In the end some one steals my leg warmers out of Richard’s van. I am totally convinced that someone goes in to the van to change into their warm cloths for the decent. Then start grabbing up stuff and putting into their sack, and not looking at what they are grabbing. I am totally unimpressed with the young buck Auzzies who have joined this segment of the tour. The other day one of them grabbed John G’s sleeping pad. He couldn’t be bothered looking for his pad. The next day one of them grabs Adian’s tent. Couldn’t be bother looking for his. It is all about me and screw everyone else on the tour. I am really sorry to have to post this but then some times the truth has to be told.


More Rain June 23 2011

It poured all night lat night, so I would have thought that I would have gotten it out of it’s system but when I got up I see that the clouds fill the valley. The ride for the day is up the Grand Saint Bernard pass which is one to the biggest on the tour. Juerg and I set out up the valley and the first 75 kms pass quickly as it is a flat ride and we have found a local rider who pulls us almost the entire way.

Just before lunch I stop to help fix a flat and Juerg rides on. When I get to lunch he is not there. What happened to him? I hang around but no Juerg. Finally I have to ride on but it is now pouring rain so I have my rain suit on. It is 40 kms to the top of the pass, and I can do about 10 so it is a 4 hr grind. With 15 kms to go Richard come by with the truck and I decide to get in the truck. I just can’t stand another 1.5 hr in the pouring rain.

The truck gets to the top in 20 minutes but now we sit and wait until the last riders get to the top which is 5:30: PM. I walk around and go for a couple of little hikes on some of the hiking trails. There are some St Bernard dogs that live in the hostel which is at the top so I play with them. They are really friendly.

In the end my cycling computer gets lost in the confusion which is in Richards van and all the bags. We camp in the rain.

I understand there is a place in the Gobi desert where it hasn’t rained in 150 years.
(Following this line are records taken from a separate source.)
use criterion::{criterion_group, criterion_main, BenchmarkId, Criterion};
use rand::rngs::StdRng;
use rand::{Rng, SeedableRng};
use shapemodels_core::PointCloud;
use shapemodels_spatial::KdTree;

fn random_cloud(n: usize, seed: u64) -> PointCloud {
    let mut rng = StdRng::seed_from_u64(seed);
    let x: Vec<f64> = (0..n).map(|_| rng.gen_range(0.0..100.0)).collect();
    let y: Vec<f64> = (0..n).map(|_| rng.gen_range(0.0..100.0)).collect();
    let z: Vec<f64> = (0..n).map(|_| rng.gen_range(0.0..100.0)).collect();
    PointCloud::from_xyz(x, y, z)
}

fn bench_build(c: &mut Criterion) {
    let mut group = c.benchmark_group("kdtree_build");
    for size in [10_000, 100_000] {
        let cloud = random_cloud(size, 42);
        group.bench_with_input(BenchmarkId::new("shapemodels", size), &size, |b, _| {
            b.iter(|| KdTree::build(&cloud))
        });
    }
    group.finish();
}

fn bench_nearest(c: &mut Criterion) {
    let mut group = c.benchmark_group("kdtree_nearest");
    for size in [100_000, 1_000_000] {
        let cloud = random_cloud(size, 42);
        let tree = KdTree::build(&cloud);
        // Fixed query point in the middle of the range
        let query = [50.0, 50.0, 50.0];
        group.bench_with_input(BenchmarkId::new("shapemodels", size), &size, |b, _| {
            b.iter(|| tree.nearest(&query))
        });
    }
    group.finish();
}

criterion_group!(benches, bench_build, bench_nearest);
criterion_main!(benches);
I am moving there.


Wednesday, June 22, 2011

A Day Off June 22 2011

It is always nice to have a day off. However in this case I cannot understand why we have a day off. The Les Dix Alpes has 11 stages so why have a rest day after only 2 days? It seems to me that a rest day would be much better after three or four days of riding. If we had that split we would have 3-4-4, instead of the 2-4-5 split. I really would have preferred to put another pass behind me. The only reason I can think of is that the crew wanted to take the truck and drive up to see the Matterhorn. Mean while we are stuck in this little nowhere town with nothing to do. Nice – Real Nice.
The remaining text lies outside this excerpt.